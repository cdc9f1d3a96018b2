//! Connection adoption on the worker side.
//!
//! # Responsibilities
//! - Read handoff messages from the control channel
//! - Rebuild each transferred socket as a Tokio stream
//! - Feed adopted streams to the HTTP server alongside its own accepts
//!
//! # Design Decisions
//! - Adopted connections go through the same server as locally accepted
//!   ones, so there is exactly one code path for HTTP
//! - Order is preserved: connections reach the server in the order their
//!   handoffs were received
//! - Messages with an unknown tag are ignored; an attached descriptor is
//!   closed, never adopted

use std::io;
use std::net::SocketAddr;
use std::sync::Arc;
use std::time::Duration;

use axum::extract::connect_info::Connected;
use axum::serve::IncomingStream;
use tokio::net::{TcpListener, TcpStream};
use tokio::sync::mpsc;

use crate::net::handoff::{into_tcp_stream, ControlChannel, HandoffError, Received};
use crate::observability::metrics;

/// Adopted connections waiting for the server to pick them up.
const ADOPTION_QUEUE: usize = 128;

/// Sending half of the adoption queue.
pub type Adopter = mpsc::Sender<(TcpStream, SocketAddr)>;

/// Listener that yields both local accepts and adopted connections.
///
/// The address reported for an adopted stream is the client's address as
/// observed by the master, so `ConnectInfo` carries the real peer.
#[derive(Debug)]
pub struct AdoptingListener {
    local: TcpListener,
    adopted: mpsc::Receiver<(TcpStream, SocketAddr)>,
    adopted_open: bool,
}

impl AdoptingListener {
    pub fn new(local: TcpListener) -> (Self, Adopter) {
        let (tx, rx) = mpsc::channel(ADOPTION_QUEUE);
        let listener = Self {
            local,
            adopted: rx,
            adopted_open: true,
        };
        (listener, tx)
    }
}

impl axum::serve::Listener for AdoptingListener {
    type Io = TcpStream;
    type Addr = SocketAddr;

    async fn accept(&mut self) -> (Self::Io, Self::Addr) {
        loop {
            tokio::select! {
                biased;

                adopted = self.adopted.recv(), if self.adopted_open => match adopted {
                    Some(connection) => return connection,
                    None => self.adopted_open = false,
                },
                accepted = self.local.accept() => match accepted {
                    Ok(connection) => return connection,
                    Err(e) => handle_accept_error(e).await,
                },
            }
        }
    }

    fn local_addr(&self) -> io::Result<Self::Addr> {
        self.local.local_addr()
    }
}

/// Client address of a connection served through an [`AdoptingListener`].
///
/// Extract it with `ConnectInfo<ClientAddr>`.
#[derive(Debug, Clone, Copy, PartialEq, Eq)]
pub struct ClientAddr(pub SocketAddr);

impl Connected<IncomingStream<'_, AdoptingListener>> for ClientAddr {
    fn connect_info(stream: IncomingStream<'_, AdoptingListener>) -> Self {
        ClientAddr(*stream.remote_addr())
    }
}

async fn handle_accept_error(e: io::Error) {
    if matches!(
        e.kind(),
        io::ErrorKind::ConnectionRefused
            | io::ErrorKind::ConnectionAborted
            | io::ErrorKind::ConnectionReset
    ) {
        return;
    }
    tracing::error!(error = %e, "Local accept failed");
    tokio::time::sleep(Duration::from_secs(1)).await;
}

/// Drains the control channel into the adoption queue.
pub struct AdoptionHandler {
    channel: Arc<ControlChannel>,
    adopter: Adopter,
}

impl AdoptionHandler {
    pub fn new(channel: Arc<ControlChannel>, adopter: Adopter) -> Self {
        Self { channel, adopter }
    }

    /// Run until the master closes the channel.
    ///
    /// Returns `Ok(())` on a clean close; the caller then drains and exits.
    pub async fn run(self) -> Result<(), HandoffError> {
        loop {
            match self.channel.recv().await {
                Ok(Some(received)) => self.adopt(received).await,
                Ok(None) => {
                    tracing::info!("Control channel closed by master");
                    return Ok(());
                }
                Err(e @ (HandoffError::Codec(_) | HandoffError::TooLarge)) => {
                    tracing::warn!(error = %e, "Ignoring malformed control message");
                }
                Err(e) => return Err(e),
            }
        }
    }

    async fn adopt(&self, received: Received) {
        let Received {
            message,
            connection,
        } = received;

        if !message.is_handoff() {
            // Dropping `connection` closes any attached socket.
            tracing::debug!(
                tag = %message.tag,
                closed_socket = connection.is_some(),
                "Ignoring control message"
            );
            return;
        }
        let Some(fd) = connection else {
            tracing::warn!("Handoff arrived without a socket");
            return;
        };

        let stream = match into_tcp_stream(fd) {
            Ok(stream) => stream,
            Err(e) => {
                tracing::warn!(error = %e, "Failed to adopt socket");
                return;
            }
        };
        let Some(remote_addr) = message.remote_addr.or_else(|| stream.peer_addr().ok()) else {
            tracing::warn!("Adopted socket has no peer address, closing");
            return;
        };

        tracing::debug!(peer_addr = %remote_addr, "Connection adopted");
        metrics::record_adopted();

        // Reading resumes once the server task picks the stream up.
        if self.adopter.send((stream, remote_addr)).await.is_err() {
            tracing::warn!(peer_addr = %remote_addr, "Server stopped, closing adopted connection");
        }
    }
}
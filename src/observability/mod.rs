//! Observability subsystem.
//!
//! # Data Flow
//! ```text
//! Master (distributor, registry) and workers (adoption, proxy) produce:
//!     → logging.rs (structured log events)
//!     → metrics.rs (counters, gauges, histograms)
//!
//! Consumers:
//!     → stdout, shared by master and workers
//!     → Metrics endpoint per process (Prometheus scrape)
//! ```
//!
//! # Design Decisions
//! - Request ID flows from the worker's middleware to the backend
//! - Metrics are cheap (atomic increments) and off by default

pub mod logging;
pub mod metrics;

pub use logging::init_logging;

#####

| REQUIRED ACTION |
In the listing above, locate each line with "Ignoring" and copy it.

| OUTPUT FOR THIS TASK |
                    tracing::warn!(error = %e, "Ignoring malformed control message");
                "Ignoring control message"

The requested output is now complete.